FGO § 69 Abs. 2 Satz 2
FGO § 69 Abs. 3 Satz 1
KStG 2002 § 37
Es bestehen ernstliche Zweifel daran, ob § 37 KStG 2002 der Nutzung eines Körperschaftsteuerguthabens entgegensteht, das auf einer Ausschüttung eines Tochterunternehmens im laufenden Wirtschaftsjahr beruht und daher zum Schluss des vorangegangenen Wirtschaftsjahres nicht gesondert festgestellt wurde.
Gründe:

I.

Die Antragstellerin und Beschwerdegegnerin (Antragstellerin), eine GmbH, war im Streitjahr 2002 zu 100 v.H. an einer anderen GmbH (T) beteiligt. Das Körperschaftsteuerguthaben der Antragstellerin zum 31. Dezember 2001 wurde mit Bescheid vom 10. Dezember 2002 auf 12 707 € festgestellt. Laut Steuerbescheinigung der T schüttete diese für den Veranlagungszeitraum 2002 aufgrund Beschlusses vom 8. November 2002 3 118 000 € noch im Jahr 2002 an die Antragstellerin aus. Die Höhe des Körperschaftsteuerminderungsbetrages betrug 519 667 €. Am 15. November 2002 hat die Gesellschafterversammlung der Antragstellerin eine Gewinnausschüttung in Höhe von 3 150 000 € beschlossen.

Bei der Körperschaftsteuerveranlagung für 2002 begehrte die Antragstellerin eine Körperschaftsteuerminderung in Höhe von 525 000 € (= 1/6 von 3 150 000 €).

Im Körperschaftsteuerbescheid für 2002 wurde bei einer Tarifbelastung von 407 €, eines Körperschaftsteuerminderungsbetrages von 12 707 € und eines Körperschaftsteuererhöhungsbetrages von 519 667 € die Körperschaftsteuer auf 507 367 € festgesetzt. Das verbleibende Körperschaftsteuerguthaben wurde zum 31. Dezember 2002 mit 519 667 € gesondert festgestellt.

Der Antragsgegner und Beschwerdeführer (das Finanzamt --FA--) lehnte es ab, den Körperschaftsteuerbescheid 2002 von der Vollziehung auszusetzen. Vor dem Finanzgericht (FG) hatte der Antrag jedoch Erfolg.
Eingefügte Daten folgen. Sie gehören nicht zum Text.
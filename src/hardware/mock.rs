//! Mock Axis Implementations
//!
//! Simulated axes for tests and the demo binary. All waits use
//! `tokio::time::sleep`, never `std::thread::sleep`.
//!
//! # Available Mocks
//!
//! - `MockAxis` - scalar or multi-field axis with optional move duration,
//!   extra read-only fields, move history and fault injection
//! - `MockNestedScan` - an axis whose read runs a small inner scan

use anyhow::{anyhow, bail, Result};
use async_trait::async_trait;
use std::sync::atomic::{AtomicBool, AtomicUsize, Ordering};
use std::sync::Arc;
use tokio::sync::RwLock;
use tokio::time::{sleep, Duration, Instant};

use crate::hardware::capabilities::{Axis, NestedScan};
use crate::scan::position::Position;

// =============================================================================
// MockAxis - Simulated Motor
// =============================================================================

/// Mock axis with one or more input fields.
///
/// A move updates the position immediately and keeps the axis busy for
/// `move_duration`, so barrier waits are exercised without real hardware.
///
/// # Example
///
/// ```rust,ignore
/// let x = MockAxis::new("x", 100.0);
/// x.move_to(Position::Scalar(95.0)).await?;
/// x.wait_while_busy().await?;
/// assert_eq!(x.position().await?, Position::Scalar(95.0));
/// ```
pub struct MockAxis {
    name: String,
    input_names: Vec<String>,
    extra_names: Vec<String>,
    inputs: RwLock<Vec<f64>>,
    extras: RwLock<Vec<f64>>,
    move_duration: Duration,
    busy_until: RwLock<Option<Instant>>,
    history: RwLock<Vec<Position>>,
    fail_moves: AtomicBool,
}

impl MockAxis {
    /// Create a single-field axis at `initial`
    pub fn new(name: &str, initial: f64) -> Self {
        Self::with_fields(name, &[name], &[initial])
    }

    /// Create a multi-field axis; `initial` holds one value per input name
    pub fn with_fields(name: &str, input_names: &[&str], initial: &[f64]) -> Self {
        Self {
            name: name.to_string(),
            input_names: input_names.iter().map(|s| s.to_string()).collect(),
            extra_names: Vec::new(),
            inputs: RwLock::new(initial.to_vec()),
            extras: RwLock::new(Vec::new()),
            move_duration: Duration::ZERO,
            busy_until: RwLock::new(None),
            history: RwLock::new(Vec::new()),
            fail_moves: AtomicBool::new(false),
        }
    }

    /// Add read-only extra fields reported after the inputs
    pub fn with_extras(mut self, names: &[&str], values: &[f64]) -> Self {
        self.extra_names = names.iter().map(|s| s.to_string()).collect();
        self.extras = RwLock::new(values.to_vec());
        self
    }

    /// Keep the axis busy for `duration` after every move
    pub fn with_move_duration(mut self, duration: Duration) -> Self {
        self.move_duration = duration;
        self
    }

    /// Make every following move fail
    pub fn fail_moves(&self, fail: bool) {
        self.fail_moves.store(fail, Ordering::SeqCst);
    }

    /// Every target this axis was commanded to, in order
    pub async fn history(&self) -> Vec<Position> {
        self.history.read().await.clone()
    }

    /// Current input values
    pub async fn inputs(&self) -> Vec<f64> {
        self.inputs.read().await.clone()
    }

    fn expand_target(&self, target: &Position) -> Result<Vec<f64>> {
        let fields = self.input_names.len();
        match target {
            Position::Scalar(value) => Ok(vec![*value; fields]),
            Position::Vector(values) if values.len() == fields => Ok(values.clone()),
            Position::Vector(values) => Err(anyhow!(
                "{}: target has {} fields, axis has {}",
                self.name,
                values.len(),
                fields
            )),
        }
    }
}

#[async_trait]
impl Axis for MockAxis {
    fn name(&self) -> &str {
        &self.name
    }

    fn input_names(&self) -> Vec<String> {
        self.input_names.clone()
    }

    fn extra_names(&self) -> Vec<String> {
        self.extra_names.clone()
    }

    async fn position(&self) -> Result<Position> {
        let mut values = self.inputs.read().await.clone();
        values.extend(self.extras.read().await.iter().copied());
        Ok(Position::from_fields(values))
    }

    async fn move_to(&self, target: Position) -> Result<()> {
        if self.fail_moves.load(Ordering::SeqCst) {
            bail!("{}: simulated motor fault", self.name);
        }
        let values = self.expand_target(&target)?;
        self.history.write().await.push(target);
        *self.inputs.write().await = values;
        if !self.move_duration.is_zero() {
            *self.busy_until.write().await = Some(Instant::now() + self.move_duration);
        }
        Ok(())
    }

    async fn is_busy(&self) -> Result<bool> {
        Ok(matches!(*self.busy_until.read().await, Some(until) if Instant::now() < until))
    }

    async fn wait_while_busy(&self) -> Result<()> {
        let until = *self.busy_until.read().await;
        if let Some(until) = until {
            let now = Instant::now();
            if now < until {
                sleep(until - now).await;
            }
        }
        Ok(())
    }
}

// =============================================================================
// MockNestedScan - Scan Used As An Axis
// =============================================================================

/// Axis whose read scans `inner` over `offsets` around its current position
/// and returns the mean of the visited positions.
///
/// The inner axis is put back where it started after every read.
pub struct MockNestedScan {
    name: String,
    inner: Arc<dyn Axis>,
    offsets: Vec<f64>,
    runs: AtomicUsize,
}

impl MockNestedScan {
    /// Create a nested scan over `inner`
    pub fn new(name: &str, inner: Arc<dyn Axis>, offsets: &[f64]) -> Self {
        Self {
            name: name.to_string(),
            inner,
            offsets: offsets.to_vec(),
            runs: AtomicUsize::new(0),
        }
    }

    /// Number of inner scans run so far
    pub fn runs(&self) -> usize {
        self.runs.load(Ordering::SeqCst)
    }
}

impl NestedScan for MockNestedScan {
    fn inner_axes(&self) -> Vec<Arc<dyn Axis>> {
        vec![self.inner.clone()]
    }
}

#[async_trait]
impl Axis for MockNestedScan {
    fn name(&self) -> &str {
        &self.name
    }

    fn input_names(&self) -> Vec<String> {
        Vec::new()
    }

    fn extra_names(&self) -> Vec<String> {
        vec![format!("{}_centre", self.name)]
    }

    async fn position(&self) -> Result<Position> {
        self.runs.fetch_add(1, Ordering::SeqCst);
        let origin = self.inner.position().await?;
        let mut total = 0.0;
        for offset in &self.offsets {
            self.inner.move_to(origin.map(|v| v + offset)).await?;
            self.inner.wait_while_busy().await?;
            let reached = self.inner.position().await?;
            total += reached.values().first().copied().unwrap_or_default();
        }
        self.inner.move_to(origin).await?;
        self.inner.wait_while_busy().await?;
        let count = self.offsets.len().max(1) as f64;
        Ok(Position::Scalar(total / count))
    }

    async fn move_to(&self, _target: Position) -> Result<()> {
        bail!("{}: a nested scan cannot be moved", self.name)
    }

    async fn is_busy(&self) -> Result<bool> {
        Ok(false)
    }

    async fn wait_while_busy(&self) -> Result<()> {
        Ok(())
    }

    fn nested_scan(&self) -> Option<&dyn NestedScan> {
        Some(self)
    }
}
//! HTTP surface: dashboard command API, hook callbacks and SSE streams.
//!
//! Every handler returns either a JSON body with `success: true` or the
//! error envelope `{success: false, error, code}` with the status the
//! error maps to.

mod hooks;
mod instances;
mod machines;
mod stream;

use std::sync::Arc;

use axum::extract::rejection::JsonRejection;
use axum::extract::State;
use axum::http::StatusCode;
use axum::routing::{get, post};
use axum::{Json, Router};
use serde_json::{json, Value};
use tower_http::trace::TraceLayer;

use tether_core::error::OrchestratorError;

use crate::state::OrchestratorState;

pub type AppState = Arc<OrchestratorState>;

pub type ApiError = (StatusCode, Json<Value>);

pub type ApiResult = Result<Json<Value>, ApiError>;

/// Render an error as the standard envelope
pub fn error_response(err: OrchestratorError) -> ApiError {
    let status = StatusCode::from_u16(err.status_code()).unwrap_or(StatusCode::INTERNAL_SERVER_ERROR);
    if status.is_server_error() {
        tracing::error!("{} ({})", err, err.code());
    } else {
        tracing::debug!("{} ({})", err, err.code());
    }
    (
        status,
        Json(json!({
            "success": false,
            "error": err.to_string(),
            "code": err.code(),
        })),
    )
}

/// Unwrap a JSON body, turning malformed input into a validation error
pub(crate) fn body<T>(payload: Result<Json<T>, JsonRejection>) -> Result<T, ApiError> {
    payload
        .map(|Json(value)| value)
        .map_err(|rejection| error_response(OrchestratorError::validation(rejection.body_text())))
}

pub(crate) fn fail(err: impl Into<OrchestratorError>) -> ApiError {
    error_response(err.into())
}

async fn health() -> Json<Value> {
    Json(json!({ "status": "ok" }))
}

pub fn router(state: AppState) -> Router {
    Router::new()
        .route("/api/health", get(health))
        .route(
            "/api/instances",
            get(instances::list).post(instances::create),
        )
        .route("/api/instances/reorder", post(instances::reorder))
        .route(
            "/api/instances/:id",
            get(instances::get_one)
                .patch(instances::update)
                .delete(instances::close),
        )
        .route("/api/instances/:id/input", post(instances::input))
        .route("/api/instances/:id/resize", post(instances::resize))
        .route(
            "/api/instances/:id/hooks",
            post(hooks::install).delete(hooks::uninstall),
        )
        .route("/api/instances/:id/output", get(stream::output))
        .route("/api/machines", get(machines::list).post(machines::register))
        .route("/api/machines/:id/test", post(machines::test))
        .route("/api/machines/:id/preflight", post(machines::preflight))
        .route("/api/machines/:id/hooks", get(machines::hooks))
        .route("/api/machines/:id/unlock", post(machines::unlock))
        .route("/api/machines/:id/lock", post(machines::lock))
        .route("/api/hooks/preview", get(hooks::preview))
        .route("/api/hooks/:event", post(hooks::callback))
        .route("/api/tunnels", get(tunnels))
        .route("/api/events", get(stream::events))
        .layer(TraceLayer::new_for_http())
        .with_state(state)
}

async fn tunnels(State(state): State<AppState>) -> Json<Value> {
    let tunnels = state.tunnels.list().await;
    Json(json!({ "success": true, "tunnels": tunnels }))
}
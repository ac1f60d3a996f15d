//! Remote file access over one-shot SSH commands
//!
//! Writes go to a temp file that is renamed into place, so the target is
//! either fully replaced or left as it was.

use std::sync::Arc;

use async_trait::async_trait;
use base64::Engine;

use tether_core::error::SshError;
use tether_core::types::MachineId;

use crate::ssh::{remote_path_expr, ExecOptions, RemoteExecutor};

/// Exit status the read command uses for "no such file"
const ABSENT_EXIT: u32 = 44;

#[async_trait]
pub trait RemoteFiles: Send + Sync {
    /// File contents, or `None` if it does not exist
    async fn read(&self, machine_id: &MachineId, path: &str) -> Result<Option<String>, SshError>;

    /// Replace `path` atomically, creating parent directories
    async fn write_atomic(&self, machine_id: &MachineId, path: &str, contents: &str) -> Result<(), SshError>;

    async fn copy(&self, machine_id: &MachineId, from: &str, to: &str) -> Result<(), SshError>;
}

pub struct SshRemoteFiles {
    exec: Arc<dyn RemoteExecutor>,
}

impl SshRemoteFiles {
    pub fn new(exec: Arc<dyn RemoteExecutor>) -> Self {
        Self { exec }
    }
}

fn failure(what: &str, path: &str, stderr: &str, code: Option<u32>) -> SshError {
    SshError::Channel(format!(
        "{} {} failed (exit {}): {}",
        what,
        path,
        code.map(|c| c.to_string()).unwrap_or_else(|| "?".into()),
        stderr.trim()
    ))
}

pub(crate) fn read_command(path: &str) -> String {
    let p = remote_path_expr(path);
    format!("if [ -f {p} ]; then cat {p}; else exit {ABSENT_EXIT}; fi")
}

pub(crate) fn write_command(path: &str, contents: &str) -> String {
    let p = remote_path_expr(path);
    let tmp = remote_path_expr(&format!("{}.tether-tmp", path));
    let encoded = base64::engine::general_purpose::STANDARD.encode(contents);
    format!(
        "mkdir -p \"$(dirname {p})\" && printf '%s' '{encoded}' | base64 -d > {tmp} && mv -f {tmp} {p} || {{ rm -f {tmp}; exit 1; }}"
    )
}

#[async_trait]
impl RemoteFiles for SshRemoteFiles {
    async fn read(&self, machine_id: &MachineId, path: &str) -> Result<Option<String>, SshError> {
        let output = self
            .exec
            .execute_command(machine_id, &read_command(path), ExecOptions::default())
            .await?;

        match output.exit_code {
            Some(0) => Ok(Some(output.stdout)),
            Some(ABSENT_EXIT) => Ok(None),
            code => Err(failure("read", path, &output.stderr, code)),
        }
    }

    async fn write_atomic(&self, machine_id: &MachineId, path: &str, contents: &str) -> Result<(), SshError> {
        let output = self
            .exec
            .execute_command(machine_id, &write_command(path, contents), ExecOptions::default())
            .await?;

        if output.success() {
            tracing::debug!("Wrote {} bytes to {}:{}", contents.len(), machine_id, path);
            Ok(())
        } else {
            Err(failure("write", path, &output.stderr, output.exit_code))
        }
    }

    async fn copy(&self, machine_id: &MachineId, from: &str, to: &str) -> Result<(), SshError> {
        let command = format!("cp -p {} {}", remote_path_expr(from), remote_path_expr(to));
        let output = self
            .exec
            .execute_command(machine_id, &command, ExecOptions::default())
            .await?;

        if output.success() {
            Ok(())
        } else {
            Err(failure("copy", from, &output.stderr, output.exit_code))
        }
    }
}
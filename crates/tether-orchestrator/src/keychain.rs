//! In-process credential store
//!
//! Holds machine passwords in memory for the lifetime of the daemon. A
//! password is only handed out after the machine has been unlocked.

use async_trait::async_trait;
use dashmap::{DashMap, DashSet};

use tether_core::traits::CredentialStore;
use tether_core::types::MachineId;

#[derive(Default)]
pub struct MemoryKeychain {
    passwords: DashMap<MachineId, String>,
    unlocked: DashSet<MachineId>,
}

impl MemoryKeychain {
    pub fn new() -> Self {
        Self::default()
    }

    /// Store (or replace) a password; the machine stays locked
    pub fn store_password(&self, machine_id: &MachineId, password: &str) {
        self.passwords.insert(machine_id.clone(), password.to_string());
    }

    pub fn forget(&self, machine_id: &MachineId) {
        self.passwords.remove(machine_id);
        self.unlocked.remove(machine_id);
    }
}

#[async_trait]
impl CredentialStore for MemoryKeychain {
    async fn has_password(&self, machine_id: &MachineId) -> bool {
        self.passwords.contains_key(machine_id)
    }

    async fn get_password(&self, machine_id: &MachineId) -> Option<String> {
        if !self.unlocked.contains(machine_id) {
            return None;
        }
        self.passwords.get(machine_id).map(|p| p.clone())
    }

    async fn is_unlocked(&self, machine_id: &MachineId) -> bool {
        self.unlocked.contains(machine_id)
    }

    async fn mark_unlocked(&self, machine_id: &MachineId) {
        self.unlocked.insert(machine_id.clone());
    }

    async fn mark_locked(&self, machine_id: &MachineId) {
        self.unlocked.remove(machine_id);
    }

    async fn unlock_with_verification(&self, machine_id: &MachineId, password: &str) -> bool {
        let matches = match self.passwords.get(machine_id) {
            Some(stored) => stored.as_str() == password,
            // First unlock stores the password
            None => {
                self.passwords.insert(machine_id.clone(), password.to_string());
                true
            }
        };

        if matches {
            self.unlocked.insert(machine_id.clone());
        } else {
            tracing::warn!("Keychain unlock rejected for {}", machine_id);
        }
        matches
    }
}
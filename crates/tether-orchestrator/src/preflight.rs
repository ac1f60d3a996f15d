//! Machine readiness checks
//!
//! Checks run in a fixed order. Only an unreachable machine short-circuits
//! the run; every other check is isolated, so one failing probe still
//! produces a full report.

use std::sync::Arc;

use tether_core::api::{CheckStatus, DashboardEvent, PreflightCheck, PreflightReport};
use tether_core::error::SshError;
use tether_core::time::current_time_millis;
use tether_core::traits::CredentialStore;
use tether_core::types::MachineId;

use crate::events::EventBroadcaster;
use crate::hooks::HookInstaller;
use crate::ssh::{shell_quote, ExecOptions, MachineRegistry, RemoteExecutor};

pub const CHECK_SSH: &str = "ssh";
pub const CHECK_ASSISTANT: &str = "claude-cli";
pub const CHECK_TOOLS: &str = "tools";
pub const CHECK_KEYCHAIN: &str = "keychain";

pub struct PreflightRunner {
    registry: Arc<MachineRegistry>,
    exec: Arc<dyn RemoteExecutor>,
    hooks: Arc<HookInstaller>,
    keychain: Arc<dyn CredentialStore>,
    events: EventBroadcaster,
    /// Binary probed by the assistant check
    assistant_binary: String,
}

impl PreflightRunner {
    pub fn new(
        registry: Arc<MachineRegistry>,
        exec: Arc<dyn RemoteExecutor>,
        hooks: Arc<HookInstaller>,
        keychain: Arc<dyn CredentialStore>,
        events: EventBroadcaster,
        assistant_command: Option<&str>,
    ) -> Self {
        let assistant_binary = assistant_command
            .and_then(|c| c.split_whitespace().next())
            .unwrap_or("claude")
            .to_string();

        Self {
            registry,
            exec,
            hooks,
            keychain,
            events,
            assistant_binary,
        }
    }

    /// Run every check against `machine_id` and broadcast the report
    pub async fn run_all_checks(&self, machine_id: &MachineId) -> Result<PreflightReport, SshError> {
        let machine = self
            .registry
            .get(machine_id)
            .ok_or_else(|| SshError::MachineNotFound(machine_id.to_string()))?;

        tracing::info!("Running preflight for {}", machine_id);

        let ssh = self.check_ssh(machine_id).await;
        let checks = if ssh.status == CheckStatus::Fail {
            let reason = "Skipped: SSH unreachable";
            vec![
                ssh,
                PreflightCheck::new(CHECK_ASSISTANT, CheckStatus::Skip, reason),
                PreflightCheck::new(CHECK_TOOLS, CheckStatus::Skip, reason),
                PreflightCheck::new(CHECK_KEYCHAIN, CheckStatus::Skip, reason),
            ]
        } else {
            vec![
                ssh,
                self.check_assistant(machine_id).await,
                self.check_tools(machine_id).await,
                self.check_keychain(machine_id, machine.key_path.is_some()).await,
            ]
        };

        let report = PreflightReport::from_checks(machine_id.clone(), checks, current_time_millis());
        tracing::info!("Preflight for {}: {:?}", machine_id, report.overall);

        self.events.emit(DashboardEvent::MachinePreflight {
            report: report.clone(),
        });
        Ok(report)
    }

    async fn check_ssh(&self, machine_id: &MachineId) -> PreflightCheck {
        match self.exec.test_connection(machine_id).await {
            Ok(test) if test.reachable => PreflightCheck::new(
                CHECK_SSH,
                CheckStatus::Pass,
                format!("Connected in {}ms", test.latency_ms.unwrap_or(0)),
            ),
            Ok(test) => PreflightCheck::new(
                CHECK_SSH,
                CheckStatus::Fail,
                test.error.unwrap_or_else(|| "Unreachable".to_string()),
            ),
            Err(e) => PreflightCheck::new(CHECK_SSH, CheckStatus::Fail, e.to_string()),
        }
    }

    async fn check_assistant(&self, machine_id: &MachineId) -> PreflightCheck {
        let bin = shell_quote(&self.assistant_binary);
        let command = format!(
            "command -v {bin} >/dev/null 2>&1 && {bin} --version 2>/dev/null | head -n 1"
        );

        match self
            .exec
            .execute_command(machine_id, &command, ExecOptions::default())
            .await
        {
            Ok(output) if output.success() => {
                let version = output.stdout.trim();
                let message = if version.is_empty() {
                    format!("{} installed", self.assistant_binary)
                } else {
                    format!("{} {}", self.assistant_binary, version)
                };
                PreflightCheck::new(CHECK_ASSISTANT, CheckStatus::Pass, message)
            }
            Ok(_) => PreflightCheck::new(
                CHECK_ASSISTANT,
                CheckStatus::Fail,
                format!("{} not found in PATH", self.assistant_binary),
            ),
            Err(e) => {
                tracing::warn!("Assistant check on {} failed: {}", machine_id, e);
                PreflightCheck::new(CHECK_ASSISTANT, CheckStatus::Fail, e.to_string())
            }
        }
    }

    async fn check_tools(&self, machine_id: &MachineId) -> PreflightCheck {
        match self.hooks.check_required_tools(machine_id).await {
            Ok(report) if report.missing.is_empty() => PreflightCheck::new(
                CHECK_TOOLS,
                CheckStatus::Pass,
                format!("All tools available ({})", report.available.join(", ")),
            ),
            Ok(report) => PreflightCheck::new(
                CHECK_TOOLS,
                CheckStatus::Warn,
                format!("Missing: {}", report.missing.join(", ")),
            ),
            Err(e) => {
                tracing::warn!("Tool check on {} failed: {}", machine_id, e);
                PreflightCheck::new(CHECK_TOOLS, CheckStatus::Warn, format!("Could not probe tools: {}", e))
            }
        }
    }

    async fn check_keychain(&self, machine_id: &MachineId, uses_key: bool) -> PreflightCheck {
        if uses_key {
            return PreflightCheck::new(CHECK_KEYCHAIN, CheckStatus::Skip, "Key-based authentication");
        }

        let status = self.keychain.get_status(machine_id).await;
        match (status.has_password, status.unlocked) {
            (true, true) => PreflightCheck::new(CHECK_KEYCHAIN, CheckStatus::Pass, "Password unlocked"),
            (true, false) => PreflightCheck::new(
                CHECK_KEYCHAIN,
                CheckStatus::Warn,
                "Stored password is locked",
            ),
            (false, _) => PreflightCheck::new(
                CHECK_KEYCHAIN,
                CheckStatus::Warn,
                "No key path or stored password; relying on default keys",
            ),
        }
    }
}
Mit seiner dagegen gerichteten Beschwerde trägt das FA vor, die Auffassung des FG widerspreche dem Wortlaut des § 37 des Körperschaftsteuergesetzes in der für das Jahr 2002 gültigen Fassung (KStG 2002). § 37 Abs. 1 KStG 2002 setze für die Nutzung des Körperschaftsteuerguthabens dessen erstmalige Feststellung im ersten Geltungsjahr des Halbeinkünfteverfahrens für die jeweilige Körperschaft voraus. Nach § 37 Abs. 2 KStG 2002 mindere sich durch die Nutzung des Körperschaftsteuerguthabens mittels ordentlicher Gewinnausschüttungen die Körperschaftsteuer des jeweils folgenden Veranlagungszeitraumes. Damit ergebe sich gesetzestechnisch bei der Systemumstellung vom Anrechnungs- zum Halbeinkünfteverfahren eine Lücke zur Nutzung des Körperschaftsteuerguthabens von einem Wirtschaftsjahr. Diese Systematik gelte nach § 37 Abs. 3 KStG 2002 auch für die Nachsteuer durch ordentliche Gewinnausschüttungen von Tochter- an Mutterkapitalgesellschaften. Die Nachsteuer i.S. des § 37 Abs. 3 KStG 2002 sei auf der Ebene der Muttergesellschaft nur eine ergänzende Bestimmung für die Nutzung des Körperschaftsteuerguthabens, die sich aus der Systematik des § 8b KStG, nämlich der steuerneutralen Gewinnverwendung zwischen Kapitalgesellschaften, ergebe. Eine andere über den Gesetzeswortlaut und die Systematik des neuen KStG hinausgehende Auslegung sei nicht zulässig.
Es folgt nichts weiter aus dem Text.